■ **INFORMATION PROVIDED**:
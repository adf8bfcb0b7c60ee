//! Record types for retrieved candidates and their payloads.
//!
//! Vector indexes hand back loosely-typed JSON payloads. Everything that
//! reaches scoring goes through [`decode`] first, which rejects points whose
//! payload is missing or does not match the expected record shape.

use std::fmt;

use serde::de::DeserializeOwned;
use serde::{Deserialize, Serialize};
use serde_json::{Map, Value};

use crate::error::RecommendError;

/// Point identifier as assigned by the index: an integer or a UUID string.
#[derive(Debug, Clone, PartialEq, Eq, Hash, Serialize, Deserialize)]
#[serde(untagged)]
pub enum PointId {
    Num(u64),
    Uuid(String),
}

impl fmt::Display for PointId {
    fn fmt(&self, f: &mut fmt::Formatter<'_>) -> fmt::Result {
        match self {
            Self::Num(n) => write!(f, "{}", n),
            Self::Uuid(s) => f.write_str(s),
        }
    }
}

/// Raw search hit as returned by a [`VectorIndex`](super::vectordb::VectorIndex).
#[derive(Debug, Clone, PartialEq, Deserialize)]
pub struct ScoredPoint {
    pub id: PointId,
    pub score: f64,
    #[serde(default)]
    pub payload: Option<Map<String, Value>>,
}

/// Company record stored in the companies collection.
#[derive(Debug, Clone, PartialEq, Serialize, Deserialize)]
pub struct CompanyPayload {
    /// Display name.
    pub name: String,
    /// Exchange ticker, the join key against news.
    #[serde(default)]
    pub nse: Option<String>,
    /// Free-text business description.
    #[serde(default)]
    pub company: String,
}

impl CompanyPayload {
    /// Normalized join key, `None` when the ticker is blank.
    pub fn ticker_key(&self) -> Option<String> {
        normalize_ticker(self.nse.as_deref())
    }
}

/// News record stored in the news collection.
#[derive(Debug, Clone, PartialEq, Serialize, Deserialize)]
pub struct NewsPayload {
    /// Ticker of the issuer the article is about.
    #[serde(default)]
    pub symbol: Option<String>,
    /// Issuer name.
    #[serde(default)]
    pub company: String,
    /// Short headline.
    pub specific_title: String,
    /// Long-form summary.
    #[serde(default)]
    pub long_summary: String,
}

impl NewsPayload {
    /// Normalized issuer key, `None` when the ticker is blank or missing.
    pub fn ticker_key(&self) -> Option<String> {
        normalize_ticker(self.symbol.as_deref())
    }
}

/// A decoded search hit.
#[derive(Debug, Clone, PartialEq, Serialize)]
pub struct Candidate<P> {
    pub id: PointId,
    pub score: f64,
    pub payload: P,
}

pub type CompanyCandidate = Candidate<CompanyPayload>;
pub type NewsCandidate = Candidate<NewsPayload>;

/// Upper-cases a ticker for joining. Blank tickers have no key.
pub fn normalize_ticker(raw: Option<&str>) -> Option<String> {
    let trimmed = raw?.trim();
    if trimmed.is_empty() {
        None
    } else {
        Some(trimmed.to_uppercase())
    }
}

/// Decodes a raw point into a typed candidate.
///
/// Fails with [`RecommendError::DataIntegrity`] when the payload is absent or
/// does not deserialize into `P`.
pub fn decode<P: DeserializeOwned>(
    point: ScoredPoint,
    collection: &str,
) -> Result<Candidate<P>, RecommendError> {
    let ScoredPoint { id, score, payload } = point;
    let payload = payload.ok_or_else(|| {
        RecommendError::DataIntegrity(format!("point {} in {} has no payload", id, collection))
    })?;
    let payload = serde_json::from_value(Value::Object(payload)).map_err(|e| {
        RecommendError::DataIntegrity(format!(
            "point {} in {} has a malformed payload: {}",
            id, collection, e
        ))
    })?;
    Ok(Candidate { id, score, payload })
}

/// Decodes every point, stopping at the first malformed one.
pub fn decode_all<P: DeserializeOwned>(
    points: Vec<ScoredPoint>,
    collection: &str,
) -> Result<Vec<Candidate<P>>, RecommendError> {
    points
        .into_iter()
        .map(|point| decode(point, collection))
        .collect()
}
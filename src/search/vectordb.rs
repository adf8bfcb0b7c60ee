//! Vector index access
//!
//! [`VectorIndex`] is the seam to the nearest-neighbor service. [`QdrantIndex`]
//! implements it against the Qdrant REST API, one instance per collection.

use std::future::Future;
use std::time::Duration;

use anyhow::Context;
use reqwest::header::{HeaderMap, HeaderValue, CONTENT_TYPE};
use reqwest::Client;
use serde::{Deserialize, Serialize};

use super::candidate::ScoredPoint;
use super::http_retry::{send_with_retry, SendError};
use crate::config::Settings;
use crate::error::IndexError;

/// A similarity-searchable collection.
pub trait VectorIndex: Send + Sync {
    /// Collection name, used in logs and errors.
    fn collection(&self) -> &str;

    /// Returns up to `limit` points ordered by descending similarity,
    /// payloads included.
    fn search(
        &self,
        vector: &[f32],
        limit: usize,
    ) -> impl Future<Output = Result<Vec<ScoredPoint>, IndexError>> + Send;
}

/// Qdrant REST client bound to one collection.
#[derive(Clone)]
pub struct QdrantIndex {
    client: Client,
    endpoint: String,
    collection: String,
    max_retries: usize,
}

impl QdrantIndex {
    /// Builds a client for `collection` on the Qdrant server at `base_url`.
    pub fn new(
        base_url: &str,
        api_key: Option<&str>,
        collection: &str,
        timeout: Duration,
        max_retries: usize,
    ) -> anyhow::Result<Self> {
        anyhow::ensure!(
            base_url.starts_with("http://") || base_url.starts_with("https://"),
            "Qdrant URL must be an http(s) URL"
        );
        anyhow::ensure!(!collection.trim().is_empty(), "collection name is required");
        let mut headers = HeaderMap::new();
        if let Some(key) = api_key.map(str::trim).filter(|k| !k.is_empty()) {
            headers.insert(
                "api-key",
                HeaderValue::from_str(key).context("invalid Qdrant API key")?,
            );
        }
        headers.insert(CONTENT_TYPE, HeaderValue::from_static("application/json"));
        let client = Client::builder()
            .timeout(timeout)
            .default_headers(headers)
            .build()
            .context("failed to build Qdrant HTTP client")?;
        Ok(Self {
            client,
            endpoint: format!(
                "{}/collections/{}/points/search",
                base_url.trim_end_matches('/'),
                collection
            ),
            collection: collection.to_string(),
            max_retries,
        })
    }

    /// Client for the companies collection.
    pub fn companies(settings: &Settings) -> anyhow::Result<Self> {
        Self::from_settings(settings, &settings.companies_collection)
    }

    /// Client for the news collection.
    pub fn news(settings: &Settings) -> anyhow::Result<Self> {
        Self::from_settings(settings, &settings.news_collection)
    }

    fn from_settings(settings: &Settings, collection: &str) -> anyhow::Result<Self> {
        Self::new(
            &settings.qdrant_url()?,
            settings.qdrant_api_key.as_deref(),
            collection,
            settings.timeout(),
            settings.max_retries,
        )
    }

    fn malformed(&self, message: impl Into<String>) -> IndexError {
        IndexError::Malformed {
            collection: self.collection.clone(),
            message: message.into(),
        }
    }
}

impl VectorIndex for QdrantIndex {
    fn collection(&self) -> &str {
        &self.collection
    }

    async fn search(&self, vector: &[f32], limit: usize) -> Result<Vec<ScoredPoint>, IndexError> {
        if limit == 0 {
            return Ok(Vec::new());
        }

        let request = SearchRequest {
            vector,
            limit,
            with_payload: true,
        };
        let resp = send_with_retry(
            || self.client.post(&self.endpoint).json(&request),
            self.max_retries,
            &self.collection,
        )
        .await
        .map_err(|err| match err {
            SendError::Status { status, body } => IndexError::Status {
                collection: self.collection.clone(),
                status: status.as_u16(),
                body,
            },
            SendError::Transport(err) => IndexError::Transport {
                collection: self.collection.clone(),
                message: err.to_string(),
            },
        })?;

        let parsed: SearchResponse = resp
            .json()
            .await
            .map_err(|e| self.malformed(e.to_string()))?;
        Ok(parsed.result)
    }
}

#[derive(Serialize)]
struct SearchRequest<'a> {
    vector: &'a [f32],
    limit: usize,
    with_payload: bool,
}

#[derive(Debug, Deserialize)]
struct SearchResponse {
    result: Vec<ScoredPoint>,
}
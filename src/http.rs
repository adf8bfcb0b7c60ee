//! JSON API over the recommender.
//!
//! `POST /api/recommend` takes `{"query": "...", "limit": n}` and answers
//! with `{"results": [...], "query": "..."}`. Failures answer with
//! `{"error": "...", "code": "..."}` and the status from
//! [`RecommendError::status`].

use std::net::SocketAddr;
use std::sync::Arc;

use anyhow::Context;
use axum::extract::rejection::JsonRejection;
use axum::extract::State;
use axum::http::StatusCode;
use axum::response::{IntoResponse, Response};
use axum::routing::{get, post};
use axum::{Json, Router};
use serde::{Deserialize, Serialize};

use crate::config::Settings;
use crate::error::RecommendError;
use crate::search::{Embedder, RankedResult, Recommender, VectorIndex};

struct AppState<E, C, N> {
    recommender: Recommender<E, C, N>,
    settings: Settings,
}

#[derive(Debug, Deserialize)]
pub struct RecommendRequest {
    #[serde(default)]
    pub query: Option<String>,
    #[serde(default)]
    pub limit: Option<usize>,
}

#[derive(Debug, Serialize)]
pub struct RecommendResponse {
    pub results: Vec<RankedResult>,
    pub query: String,
}

#[derive(Debug, Serialize)]
pub struct ErrorResponse {
    pub error: String,
    pub code: &'static str,
}

impl IntoResponse for RecommendError {
    fn into_response(self) -> Response {
        let status =
            StatusCode::from_u16(self.status()).unwrap_or(StatusCode::INTERNAL_SERVER_ERROR);
        let body = ErrorResponse {
            error: self.to_string(),
            code: self.code(),
        };
        (status, Json(body)).into_response()
    }
}

/// Builds the API router.
pub fn router<E, C, N>(recommender: Recommender<E, C, N>, settings: Settings) -> Router
where
    E: Embedder + 'static,
    C: VectorIndex + 'static,
    N: VectorIndex + 'static,
{
    let state = Arc::new(AppState {
        recommender,
        settings,
    });
    Router::new()
        .route("/healthz", get(healthz))
        .route("/api/recommend", post(recommend_handler::<E, C, N>))
        .with_state(state)
}

/// Binds `addr` and serves the API until the process exits.
pub async fn serve<E, C, N>(
    recommender: Recommender<E, C, N>,
    settings: Settings,
    addr: SocketAddr,
) -> anyhow::Result<()>
where
    E: Embedder + 'static,
    C: VectorIndex + 'static,
    N: VectorIndex + 'static,
{
    let app = router(recommender, settings);
    let listener = tokio::net::TcpListener::bind(addr)
        .await
        .with_context(|| format!("failed to bind {addr}"))?;
    tracing::info!(%addr, "recommend API listening");
    axum::serve(listener, app).await.context("server shutdown")?;
    Ok(())
}

async fn healthz() -> StatusCode {
    StatusCode::OK
}

async fn recommend_handler<E, C, N>(
    State(state): State<Arc<AppState<E, C, N>>>,
    payload: Result<Json<RecommendRequest>, JsonRejection>,
) -> Result<Json<RecommendResponse>, RecommendError>
where
    E: Embedder,
    C: VectorIndex,
    N: VectorIndex,
{
    let Json(request) = payload.map_err(|rejection| {
        RecommendError::InvalidInput(format!("malformed request body: {}", rejection.body_text()))
    })?;
    let query = request
        .query
        .map(|q| q.trim().to_string())
        .filter(|q| !q.is_empty())
        .ok_or_else(|| RecommendError::InvalidInput("query is required and cannot be empty".into()))?;
    let limit = state.settings.resolve_limit(request.limit);

    let results = state
        .recommender
        .recommend(&query, Some(limit))
        .await
        .inspect_err(|err| tracing::error!(code = err.code(), error = %err, "recommend failed"))?;

    Ok(Json(RecommendResponse { results, query }))
}
//! Runtime configuration.
//!
//! [`Settings`] is read from environment variables on startup and validated
//! once. Defaults match the collections and embedding model the fusion
//! weights were tuned against.

use std::time::Duration;

use anyhow::{Context, Result};
use serde::Serialize;

/// Connection and request settings for the recommender.
#[derive(Debug, Clone, Serialize)]
pub struct Settings {
    /// Key for the embedding service. Required for live queries.
    #[serde(skip)]
    pub openai_api_key: Option<String>,
    /// Base URL of the OpenAI-compatible API.
    pub openai_base_url: String,
    pub embedding_model: String,
    /// Expected vector length; must match both collections.
    pub embedding_dimensions: Option<usize>,
    /// Qdrant host name. Required for live queries.
    pub qdrant_host: Option<String>,
    pub qdrant_port: u16,
    pub qdrant_https: bool,
    #[serde(skip)]
    pub qdrant_api_key: Option<String>,
    pub companies_collection: String,
    pub news_collection: String,
    /// Per-request HTTP timeout for both collaborators.
    pub timeout_seconds: u64,
    /// Retries after the first attempt for throttled, 5xx or transient
    /// transport failures. 0 disables retrying.
    pub max_retries: usize,
    /// Result count when the caller does not specify one.
    pub default_limit: usize,
    /// Upper bound for caller-supplied result counts.
    pub max_limit: usize,
}

impl Default for Settings {
    fn default() -> Self {
        Self {
            openai_api_key: None,
            openai_base_url: "https://api.openai.com/v1".to_string(),
            embedding_model: "text-embedding-3-small".to_string(),
            embedding_dimensions: Some(1536),
            qdrant_host: None,
            qdrant_port: 6333,
            qdrant_https: false,
            qdrant_api_key: None,
            companies_collection: "companies_v2".to_string(),
            news_collection: "news_v4".to_string(),
            timeout_seconds: 30,
            max_retries: 3,
            default_limit: 10,
            max_limit: 50,
        }
    }
}

impl Settings {
    /// Loads settings from the process environment and validates them.
    pub fn from_env() -> Result<Self> {
        let settings = Self::from_lookup(|key| std::env::var(key).ok())?;
        settings.validate()?;
        Ok(settings)
    }

    /// Builds settings from an arbitrary key lookup, starting from defaults.
    ///
    /// Blank values are treated as unset.
    pub fn from_lookup<F>(lookup: F) -> Result<Self>
    where
        F: Fn(&str) -> Option<String>,
    {
        let get = |key: &str| {
            lookup(key)
                .map(|v| v.trim().to_string())
                .filter(|v| !v.is_empty())
        };
        let mut settings = Self::default();

        settings.openai_api_key = get("OPENAI_API_KEY");
        if let Some(v) = get("SCOUT_OPENAI_BASE") {
            settings.openai_base_url = v;
        }
        if let Some(v) = get("SCOUT_EMBEDDING_MODEL") {
            settings.embedding_model = v;
        }
        if let Some(v) = get("SCOUT_EMBEDDING_DIMENSIONS") {
            let dims: usize = parse("SCOUT_EMBEDDING_DIMENSIONS", &v)?;
            settings.embedding_dimensions = (dims > 0).then_some(dims);
        }
        settings.qdrant_host = get("QDRANT_HOST");
        if let Some(v) = get("QDRANT_PORT") {
            settings.qdrant_port = parse("QDRANT_PORT", &v)?;
        }
        if let Some(v) = get("QDRANT_HTTPS") {
            settings.qdrant_https = parse_bool("QDRANT_HTTPS", &v)?;
        }
        settings.qdrant_api_key = get("QDRANT_API_KEY");
        if let Some(v) = get("SCOUT_COMPANIES_COLLECTION") {
            settings.companies_collection = v;
        }
        if let Some(v) = get("SCOUT_NEWS_COLLECTION") {
            settings.news_collection = v;
        }
        if let Some(v) = get("SCOUT_TIMEOUT_SECS") {
            settings.timeout_seconds = parse("SCOUT_TIMEOUT_SECS", &v)?;
        }
        if let Some(v) = get("SCOUT_MAX_RETRIES") {
            settings.max_retries = parse("SCOUT_MAX_RETRIES", &v)?;
        }
        if let Some(v) = get("SCOUT_DEFAULT_LIMIT") {
            settings.default_limit = parse("SCOUT_DEFAULT_LIMIT", &v)?;
        }
        if let Some(v) = get("SCOUT_MAX_LIMIT") {
            settings.max_limit = parse("SCOUT_MAX_LIMIT", &v)?;
        }

        Ok(settings)
    }

    /// Checks:
    /// - `default_limit` and `max_limit` are positive and ordered
    /// - `timeout_seconds` is positive
    /// - collection names are non-empty
    pub fn validate(&self) -> Result<()> {
        anyhow::ensure!(self.default_limit > 0, "default_limit must be greater than 0");
        anyhow::ensure!(self.max_limit > 0, "max_limit must be greater than 0");
        anyhow::ensure!(
            self.default_limit <= self.max_limit,
            "default_limit must be <= max_limit"
        );
        anyhow::ensure!(self.timeout_seconds > 0, "timeout_seconds must be greater than 0");
        anyhow::ensure!(
            !self.companies_collection.trim().is_empty(),
            "companies collection name is required"
        );
        anyhow::ensure!(
            !self.news_collection.trim().is_empty(),
            "news collection name is required"
        );
        Ok(())
    }

    /// Base URL of the Qdrant REST API.
    pub fn qdrant_url(&self) -> Result<String> {
        let host = self
            .qdrant_host
            .as_deref()
            .context("QDRANT_HOST environment variable is not set")?;
        if host.starts_with("http://") || host.starts_with("https://") {
            return Ok(host.trim_end_matches('/').to_string());
        }
        let scheme = if self.qdrant_https { "https" } else { "http" };
        Ok(format!("{}://{}:{}", scheme, host, self.qdrant_port))
    }

    pub fn timeout(&self) -> Duration {
        Duration::from_secs(self.timeout_seconds)
    }

    /// Resolves a caller-supplied result count: default when absent,
    /// clamped to `1..=max_limit`.
    pub fn resolve_limit(&self, requested: Option<usize>) -> usize {
        requested
            .unwrap_or(self.default_limit)
            .clamp(1, self.max_limit)
    }
}

fn parse<T>(key: &str, raw: &str) -> Result<T>
where
    T: std::str::FromStr,
    T::Err: std::error::Error + Send + Sync + 'static,
{
    raw.parse::<T>()
        .with_context(|| format!("invalid value for {}: {:?}", key, raw))
}

fn parse_bool(key: &str, raw: &str) -> Result<bool> {
    match raw.to_ascii_lowercase().as_str() {
        "1" | "true" | "yes" | "on" => Ok(true),
        "0" | "false" | "no" | "off" => Ok(false),
        _ => anyhow::bail!("invalid value for {}: {:?}", key, raw),
    }
}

■ **WORK REQUEST**: Give back exactly the lines from the one containing "pub fn validate(&self)" to the end of the material, both ends included.

■ **SOLUTION TO THIS PROBLEM**:
    pub fn validate(&self) -> Result<()> {
        anyhow::ensure!(self.default_limit > 0, "default_limit must be greater than 0");
        anyhow::ensure!(self.max_limit > 0, "max_limit must be greater than 0");
        anyhow::ensure!(
            self.default_limit <= self.max_limit,
            "default_limit must be <= max_limit"
        );
        anyhow::ensure!(self.timeout_seconds > 0, "timeout_seconds must be greater than 0");
        anyhow::ensure!(
            !self.companies_collection.trim().is_empty(),
            "companies collection name is required"
        );
        anyhow::ensure!(
            !self.news_collection.trim().is_empty(),
            "news collection name is required"
        );
        Ok(())
    }

    /// Base URL of the Qdrant REST API.
    pub fn qdrant_url(&self) -> Result<String> {
        let host = self
            .qdrant_host
            .as_deref()
            .context("QDRANT_HOST environment variable is not set")?;
        if host.starts_with("http://") || host.starts_with("https://") {
            return Ok(host.trim_end_matches('/').to_string());
        }
        let scheme = if self.qdrant_https { "https" } else { "http" };
        Ok(format!("{}://{}:{}", scheme, host, self.qdrant_port))
    }

    pub fn timeout(&self) -> Duration {
        Duration::from_secs(self.timeout_seconds)
    }

    /// Resolves a caller-supplied result count: default when absent,
    /// clamped to `1..=max_limit`.
    pub fn resolve_limit(&self, requested: Option<usize>) -> usize {
        requested
            .unwrap_or(self.default_limit)
            .clamp(1, self.max_limit)
    }
}

fn parse<T>(key: &str, raw: &str) -> Result<T>
where
    T: std::str::FromStr,
    T::Err: std::error::Error + Send + Sync + 'static,
{
    raw.parse::<T>()
        .with_context(|| format!("invalid value for {}: {:?}", key, raw))
}

fn parse_bool(key: &str, raw: &str) -> Result<bool> {
    match raw.to_ascii_lowercase().as_str() {
        "1" | "true" | "yes" | "on" => Ok(true),
        "0" | "false" | "no" | "off" => Ok(false),
        _ => anyhow::bail!("invalid value for {}: {:?}", key, raw),
    }
}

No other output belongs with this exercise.